De pies y manos, de Roberto Cossa
Compañía del Teatro Nacional Cervantes, de Buenos Aires. Intérpretes: Cristina Banegas, Lidia Catalano, Claudio Gallardo, Carlos Carella, Alfredo Alcón. Escenografía de Guillermo de la Torre. Dirección: Omar Grasso. Estreno: teatro Progreso, 11-6-84.

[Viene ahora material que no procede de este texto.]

//! End-to-end tests driving the built `lexforge` binary (spec.md §8's six
//! concrete scenarios). These assert properties of the *generated* Rust
//! source rather than compiling and running it, since the translator's job
//! ends at emitting that source.

use assert_cmd::Command;
use predicates::prelude::*;
use tempfile::tempdir;

fn run_lexforge(source: &str) -> String {
    let dir = tempdir().expect("tempdir");
    let input = dir.path().join("scanner.l");
    std::fs::write(&input, source).expect("write fixture");
    let output = dir.path().join("scanner.rs");

    Command::cargo_bin("lexforge")
        .unwrap()
        .arg(&input)
        .arg("-o")
        .arg(&output)
        .assert()
        .success();

    std::fs::read_to_string(&output).expect("read generated output")
}

#[test]
fn one_liner_brace_action_emits_a_user_return() {
    let generated = run_lexforge("%%\n[a-z]+ { return 1; }\n%%\n");
    assert!(generated.contains("[a-z]+"));
    assert!(generated.contains("UserReturn"));
    assert!(generated.contains("1"));
}

#[test]
fn substitution_and_echo_are_translated() {
    let generated = run_lexforge("DIGIT [0-9]\n%%\n{DIGIT}+ { ECHO; }\n%%\n");
    assert!(generated.contains("([0-9])+"));
    assert!(generated.contains("yy_echo"));
}

#[test]
fn trailing_context_splits_pattern_and_trailing_regex() {
    let generated = run_lexforge("%%\nfoo/bar { return 7; }\n%%\n");
    assert!(generated.contains("regex: Regex::new(\"foo\")"));
    assert!(generated.contains("trailing: Some(Regex::new(\"bar\")"));
}

#[test]
fn rules_are_emitted_in_source_order_for_longest_match_tie_break() {
    let generated = run_lexforge("%%\nabc { return 1; }\nabcd { return 2; }\n%%\n");
    let abc_pos = generated.find("\"abc\"").expect("abc regex present");
    let abcd_pos = generated.find("\"abcd\"").expect("abcd regex present");
    assert!(abc_pos < abcd_pos, "rule source order must be preserved");
}

#[test]
fn yymore_action_is_rewritten_to_scanner_method() {
    let generated = run_lexforge("%%\na { yymore(); }\nb { return 9; }\n%%\n");
    assert!(
        generated.contains("scanner . yy_more ()") || generated.contains("scanner.yy_more()"),
        "expected the action's bare yymore() call to be rewritten to scanner.yy_more() in the rules table, got:\n{generated}"
    );
    assert!(generated.contains("UserReturn (9)") || generated.contains("UserReturn(9)"));
}

#[test]
fn exclusive_start_condition_declares_a_constant_and_begin_calls() {
    let generated = run_lexforge(
        "%x STR\n%%\n\\\" { BEGIN(STR); }\n<STR>[^\"]+ { return 3; }\n<STR>\\\" { BEGIN(INITIAL); }\n%%\n",
    );
    assert!(generated.contains("pub const STR:"));
    assert!(generated.contains("yy_begin (STR)") || generated.contains("yy_begin(STR)"));
    assert!(generated.contains("yy_begin (INITIAL)") || generated.contains("yy_begin(INITIAL)"));
}

#[test]
fn check_flag_does_not_write_output() {
    let dir = tempdir().expect("tempdir");
    let input = dir.path().join("scanner.l");
    std::fs::write(&input, "%%\n[a-z]+ { return 1; }\n%%\n").unwrap();
    let output = dir.path().join("scanner.rs");

    Command::cargo_bin("lexforge")
        .unwrap()
        .arg(&input)
        .arg("--check")
        .assert()
        .success();

    assert!(!output.exists());
}

#[test]
fn malformed_repetition_range_is_a_fatal_error() {
    let dir = tempdir().expect("tempdir");
    let input = dir.path().join("scanner.l");
    std::fs::write(&input, "%%\na{5,2} { return 1; }\n%%\n").unwrap();

    Command::cargo_bin("lexforge")
        .unwrap()
        .arg(&input)
        .assert()
        .failure()
        .stderr(predicate::str::contains("invalid repetition range"));
}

Entre los hallazgos -del autor está la mezcla del sainete con la agonía, y entre los del director -Omar Grasso, un nombre lleno de crédito-, el de la creación del clima nocturno de pesadilla, de fantasmas de carne y hueso, dentro de un decorado de Guillermo de la Torre en el que los libros y unos supuestos árboles raidos presentan una alternativa. Buenos Aires tiene fama de teatro bien hecho, y éste está sólidamente construido por Omar Grasso, de manera que el realismo visible de la acción externa es el soporte de la angustia interna. Hay un importante dúo de actores: Alfredo Alcón y Carlos Carella. Alcón es conocido del público español: es un histrión -en el mejor sentido de la palabra- que derrocha facultades de voz y gesto, que interpreta de una manera directa y sin reservas, metido -a la antigua y buena usanza- en la piel del personaje, sin distanciamientos ni trampas. Carella abruma de naturalidad y sencillez: es esa naturalidad de ser primario la que da la dimensión del misterio que le corresponde, y la que mantiene el contrapunto con Alfredo Alcón, en el viejo juego Don Quijote Sancho. Cristina Banegas, Lidia Catalano y Claudio Gallardo son también actores de mucha solvencia. Lástima que contra todos ellos actúa la mala acústica del teatro Progreso.